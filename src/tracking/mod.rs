pub mod frame;
pub mod landmarks;

pub use frame::{FrameError, HandFrame, Handedness};
pub use landmarks::{Landmark, FINGER_MCPS, FINGER_TIPS, LANDMARK_COUNT, PALM_CENTER, WRIST};
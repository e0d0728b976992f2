//! Joint-angle heuristic: reads finger curvature for the curved letters.

use super::Detection;
use crate::geometry::angle;
use crate::tracking::{Landmark, LANDMARK_COUNT};

const C_CONFIDENCE: f64 = 0.75;
const O_CONFIDENCE: f64 = 0.8;

pub fn detect(landmarks: &[Landmark]) -> Option<Detection> {
    if landmarks.len() != LANDMARK_COUNT {
        return None;
    }

    let thumb_angle = angle(&landmarks[2], &landmarks[3], &landmarks[4]);
    let index_angle = angle(&landmarks[6], &landmarks[7], &landmarks[8]);

    // Curved thumb and index read as "C". This check runs before the "O"
    // check and returns immediately, so a pose satisfying both is reported
    // as "C" (kept as-is for compatibility; NaN angles fail both ranges).
    if thumb_angle > 45.0 && thumb_angle < 90.0 && index_angle > 45.0 && index_angle < 90.0 {
        return Some(Detection::new("C", C_CONFIDENCE));
    }

    // All four non-thumb fingers curved into a ring reads as "O".
    let all_curved = [8usize, 12, 16, 20].iter().all(|&tip| {
        let a = angle(&landmarks[tip - 2], &landmarks[tip - 1], &landmarks[tip]);
        a > 30.0 && a < 120.0
    });

    if all_curved {
        return Some(Detection::new("O", O_CONFIDENCE));
    }

    None
}
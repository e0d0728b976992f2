//! Weighted voting across the heuristic detectors.

use crate::detectors::Detection;

/// Minimum ensemble score a symbol needs to be admitted at all.
const MIN_VOTE_SCORE: f64 = 0.6;

#[derive(Debug, Default, Clone, Copy)]
struct Tally {
    count: usize,
    total_confidence: f64,
}

/// Picks the best-scoring symbol before the admission threshold.
///
/// Score rewards both individual confidence and cross-detector agreement:
/// `avg_confidence * (votes_for_symbol / total_votes)`. Ties resolve to
/// the symbol seen first in candidate order.
pub(crate) fn select_best(candidates: &[Detection]) -> Option<(String, f64)> {
    if candidates.is_empty() {
        return None;
    }

    // Insertion-ordered tally, so the tie-break is deterministic.
    let mut tallies: Vec<(&str, Tally)> = Vec::with_capacity(candidates.len());
    for candidate in candidates {
        match tallies.iter_mut().find(|(s, _)| *s == candidate.symbol) {
            Some((_, tally)) => {
                tally.count += 1;
                tally.total_confidence += candidate.confidence;
            }
            None => tallies.push((
                &candidate.symbol,
                Tally {
                    count: 1,
                    total_confidence: candidate.confidence,
                },
            )),
        }
    }

    let total = candidates.len() as f64;
    let mut best: Option<(&str, f64)> = None;
    for (symbol, tally) in &tallies {
        let avg_confidence = tally.total_confidence / tally.count as f64;
        let score = avg_confidence * (tally.count as f64 / total);
        match best {
            Some((_, best_score)) if score <= best_score => {}
            _ => best = Some((*symbol, score)),
        }
    }

    best.map(|(symbol, score)| (symbol.to_string(), score))
}

/// Full vote: best symbol, gated by the fixed admission threshold.
pub fn vote(candidates: &[Detection]) -> Option<(String, f64)> {
    select_best(candidates).filter(|(_, score)| *score >= MIN_VOTE_SCORE)
}
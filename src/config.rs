//! Configuration System
//!
//! Handles loading configuration from files and environment variables.
//! Supports TOML config files and environment variable overrides. Every
//! setting has a default, so the dashboard runs without a config file.

use serde::Deserialize;
use std::path::{Path, PathBuf};
use std::time::Duration;

use crate::chain::ContractAddress;
use crate::history::UndatedPolicy;

/// Main configuration structure
#[derive(Debug, Clone, Default, Deserialize)]
pub struct Config {
    #[serde(default)]
    pub server: ServerConfig,

    #[serde(default)]
    pub chain: ChainConfig,

    #[serde(default)]
    pub history: HistoryConfig,

    #[serde(default)]
    pub dashboard: DashboardConfig,

    #[serde(default)]
    pub logging: LoggingConfig,
}

/// HTTP server configuration
#[derive(Debug, Clone, Deserialize)]
pub struct ServerConfig {
    #[serde(default = "default_host")]
    pub host: String,

    #[serde(default = "default_port")]
    pub port: u16,
}

fn default_host() -> String {
    "0.0.0.0".to_string()
}

fn default_port() -> u16 {
    8501
}

impl Default for ServerConfig {
    fn default() -> Self {
        Self {
            host: default_host(),
            port: default_port(),
        }
    }
}

impl ServerConfig {
    /// Get the socket address string
    pub fn addr(&self) -> String {
        format!("{}:{}", self.host, self.port)
    }
}

/// RPC node and contract configuration
#[derive(Debug, Clone, Deserialize)]
pub struct ChainConfig {
    #[serde(default = "default_rpc_url")]
    pub rpc_url: String,

    #[serde(default = "default_contract_address")]
    pub contract_address: String,

    /// Block explorer base URL, used for the contract link
    #[serde(default = "default_explorer_url")]
    pub explorer_url: String,

    #[serde(default = "default_request_timeout")]
    pub request_timeout_secs: u64,

    /// Evaluate all four reads at one block height
    #[serde(default = "default_pin_block")]
    pub pin_block: bool,
}

fn default_rpc_url() -> String {
    "https://polygon-rpc.com".to_string()
}

fn default_contract_address() -> String {
    "0xfD5a2488f3ea1F61FF462730B14f57a108a7f9eC".to_string()
}

fn default_explorer_url() -> String {
    "https://polygonscan.com".to_string()
}

fn default_request_timeout() -> u64 {
    30
}

fn default_pin_block() -> bool {
    true
}

impl Default for ChainConfig {
    fn default() -> Self {
        Self {
            rpc_url: default_rpc_url(),
            contract_address: default_contract_address(),
            explorer_url: default_explorer_url(),
            request_timeout_secs: default_request_timeout(),
            pin_block: default_pin_block(),
        }
    }
}

impl ChainConfig {
    pub fn request_timeout(&self) -> Duration {
        Duration::from_secs(self.request_timeout_secs)
    }

    pub fn contract(&self) -> Result<ContractAddress, ConfigError> {
        ContractAddress::parse(&self.contract_address)
            .map_err(|e| ConfigError::Invalid(e.to_string()))
    }
}

/// NAV log configuration
#[derive(Debug, Clone, Deserialize)]
pub struct HistoryConfig {
    #[serde(default = "default_history_path")]
    pub path: PathBuf,

    #[serde(default)]
    pub undated_rows: UndatedPolicy,
}

fn default_history_path() -> PathBuf {
    PathBuf::from("nav_log.csv")
}

impl Default for HistoryConfig {
    fn default() -> Self {
        Self {
            path: default_history_path(),
            undated_rows: UndatedPolicy::default(),
        }
    }
}

/// Page layout configuration
#[derive(Debug, Clone, Deserialize)]
pub struct DashboardConfig {
    #[serde(default = "default_title")]
    pub title: String,

    /// Records plotted in the NAV chart
    #[serde(default = "default_chart_window")]
    pub chart_window: usize,

    /// Records listed in the daily returns table
    #[serde(default = "default_table_window")]
    pub table_window: usize,
}

fn default_title() -> String {
    "FNQT Token NAV Dashboard".to_string()
}

fn default_chart_window() -> usize {
    90
}

fn default_table_window() -> usize {
    30
}

impl Default for DashboardConfig {
    fn default() -> Self {
        Self {
            title: default_title(),
            chart_window: default_chart_window(),
            table_window: default_table_window(),
        }
    }
}

/// Logging configuration
#[derive(Debug, Clone, Deserialize)]
pub struct LoggingConfig {
    #[serde(default = "default_log_level")]
    pub level: String,

    #[serde(default = "default_log_format")]
    pub format: String,
}

fn default_log_level() -> String {
    "info".to_string()
}

fn default_log_format() -> String {
    "pretty".to_string()
}

impl Default for LoggingConfig {
    fn default() -> Self {
        Self {
            level: default_log_level(),
            format: default_log_format(),
        }
    }
}

impl LoggingConfig {
    pub fn is_json(&self) -> bool {
        self.format.eq_ignore_ascii_case("json")
    }
}

impl Config {
    /// Load configuration from a file
    pub fn load(path: &Path) -> Result<Self, ConfigError> {
        let content = std::fs::read_to_string(path).map_err(|e| ConfigError::Io {
            path: path.to_path_buf(),
            error: e.to_string(),
        })?;

        Self::from_toml(&content).map_err(|e| match e {
            ConfigError::Parse { error, .. } => ConfigError::Parse {
                path: path.to_path_buf(),
                error,
            },
            other => other,
        })
    }

    /// Parse configuration from TOML text
    pub fn from_toml(content: &str) -> Result<Self, ConfigError> {
        toml::from_str(content).map_err(|e| ConfigError::Parse {
            path: PathBuf::new(),
            error: e.to_string(),
        })
    }

    /// Load configuration with environment variable overrides
    pub fn load_with_env(path: &Path) -> Result<Self, ConfigError> {
        let mut config = Self::load(path)?;
        config.apply_env_overrides();
        Ok(config)
    }

    /// Load configuration from environment variables only
    pub fn from_env() -> Self {
        let mut config = Config::default();
        config.apply_env_overrides();
        config
    }

    /// Load from default locations or environment
    pub fn load_default() -> Self {
        let config_paths = [
            dirs::config_dir().map(|p| p.join("nav-dashboard").join("config.toml")),
            Some(PathBuf::from("./config.toml")),
        ];

        for path in config_paths.iter().flatten() {
            if path.exists() {
                match Self::load_with_env(path) {
                    Ok(config) => {
                        tracing::info!("Loaded config from {:?}", path);
                        return config;
                    }
                    Err(e) => {
                        tracing::warn!("Failed to load config from {:?}: {}", path, e);
                    }
                }
            }
        }

        tracing::info!("Using default config with environment overrides");
        Self::from_env()
    }

    /// Check settings that would otherwise only fail at render time
    pub fn validate(&self) -> Result<(), ConfigError> {
        self.chain.contract()?;

        if self.chain.rpc_url.trim().is_empty() {
            return Err(ConfigError::Invalid("chain.rpc_url is empty".to_string()));
        }
        if self.dashboard.chart_window == 0 {
            return Err(ConfigError::Invalid(
                "dashboard.chart_window must be at least 1".to_string(),
            ));
        }
        if self.dashboard.table_window == 0 {
            return Err(ConfigError::Invalid(
                "dashboard.table_window must be at least 1".to_string(),
            ));
        }

        Ok(())
    }

    /// Apply environment variable overrides to an existing config
    fn apply_env_overrides(&mut self) {
        if let Ok(host) = std::env::var("NAV_DASHBOARD_HOST") {
            self.server.host = host;
        }
        if let Ok(port) = std::env::var("NAV_DASHBOARD_PORT") {
            if let Ok(p) = port.parse() {
                self.server.port = p;
            }
        }

        if let Ok(url) = std::env::var("NAV_DASHBOARD_RPC_URL") {
            self.chain.rpc_url = url;
        }
        if let Ok(address) = std::env::var("NAV_DASHBOARD_CONTRACT") {
            self.chain.contract_address = address;
        }

        if let Ok(path) = std::env::var("NAV_DASHBOARD_HISTORY_PATH") {
            self.history.path = PathBuf::from(path);
        }

        if let Ok(level) = std::env::var("NAV_DASHBOARD_LOG_LEVEL") {
            self.logging.level = level;
        }
        if let Ok(format) = std::env::var("NAV_DASHBOARD_LOG_FORMAT") {
            self.logging.format = format;
        }
    }
}

/// Configuration errors
#[derive(Debug, thiserror::Error)]
pub enum ConfigError {
    #[error("Failed to read config file {path:?}: {error}")]
    Io { path: PathBuf, error: String },

    #[error("Failed to parse config file {path:?}: {error}")]
    Parse { path: PathBuf, error: String },

    #[error("Invalid configuration: {0}")]
    Invalid(String),
}

/// Generate a default config file content
pub fn generate_default_config() -> String {
    r#"# NAV Dashboard Configuration
#
# Environment variables override these settings:
# - NAV_DASHBOARD_HOST
# - NAV_DASHBOARD_PORT
# - NAV_DASHBOARD_RPC_URL
# - NAV_DASHBOARD_CONTRACT
# - NAV_DASHBOARD_HISTORY_PATH
# - NAV_DASHBOARD_LOG_LEVEL
# - NAV_DASHBOARD_LOG_FORMAT

[server]
host = "0.0.0.0"
port = 8501

[chain]
# JSON-RPC endpoint (no API key)
rpc_url = "https://polygon-rpc.com"

# Token contract exposing getNAV(), totalSupply(), name(), symbol()
contract_address = "0xfD5a2488f3ea1F61FF462730B14f57a108a7f9eC"

# Block explorer used for the contract link
explorer_url = "https://polygonscan.com"

# Per-request timeout in seconds
request_timeout_secs = 30

# Read all four values at the same block height
pin_block = true

[history]
# CSV with columns: date, nav, return
path = "nav_log.csv"

# Rows with unparseable dates: "exclude", "keep" (sorted last) or "reject"
undated_rows = "exclude"

[dashboard]
title = "FNQT Token NAV Dashboard"

# Records plotted in the NAV chart
chart_window = 90

# Records listed in the daily returns table
table_window = 30

[logging]
# Log level: trace, debug, info, warn, error
level = "info"

# Log format: pretty (for development) or json (for production)
format = "pretty"
"#
    .to_string()
}
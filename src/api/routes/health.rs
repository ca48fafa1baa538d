//! Health Routes
//!
//! Health check endpoints for monitoring and Kubernetes probes.
//!
//! - GET /health/live - Liveness probe (process is alive)
//! - GET /health/ready - Readiness probe (NAV log is readable)
//! - GET /health - Full health status
//!
//! Readiness does not contact the RPC node; a slow public node should not
//! take the dashboard out of rotation.

use axum::{extract::State, http::StatusCode, Json};
use std::sync::Arc;

use crate::api::dto::HealthResponse;
use crate::api::state::AppState;

/// GET /health/live
///
/// Kubernetes liveness probe.
/// Returns 200 if the process is alive, no dependency checks.
pub async fn liveness() -> StatusCode {
    StatusCode::OK
}

/// GET /health/ready
///
/// Kubernetes readiness probe.
/// Returns 200 if the NAV log can be found.
pub async fn readiness(State(state): State<Arc<AppState>>) -> StatusCode {
    match check_history_health(&state).await {
        true => StatusCode::OK,
        false => StatusCode::SERVICE_UNAVAILABLE,
    }
}

/// GET /health
///
/// Full health status with component details.
pub async fn full_health(State(state): State<Arc<AppState>>) -> Json<HealthResponse> {
    let history_ok = check_history_health(&state).await;

    Json(HealthResponse {
        status: if history_ok { "healthy" } else { "degraded" }.to_string(),
        history: if history_ok { "ok" } else { "missing" }.to_string(),
        contract: state.chain.contract_address().checksummed(),
        uptime_seconds: state.uptime_seconds(),
        version: env!("CARGO_PKG_VERSION").to_string(),
    })
}

/// The NAV log exists and is a regular file
async fn check_history_health(state: &AppState) -> bool {
    match tokio::fs::metadata(&state.history_path).await {
        Ok(meta) => meta.is_file(),
        Err(e) => {
            tracing::warn!(path = %state.history_path.display(), error = %e, "NAV log not readable");
            false
        }
    }
}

----------

Task item :: Give the number of lines in the entries that include the string "Option", and nothing else.

Task output :: 4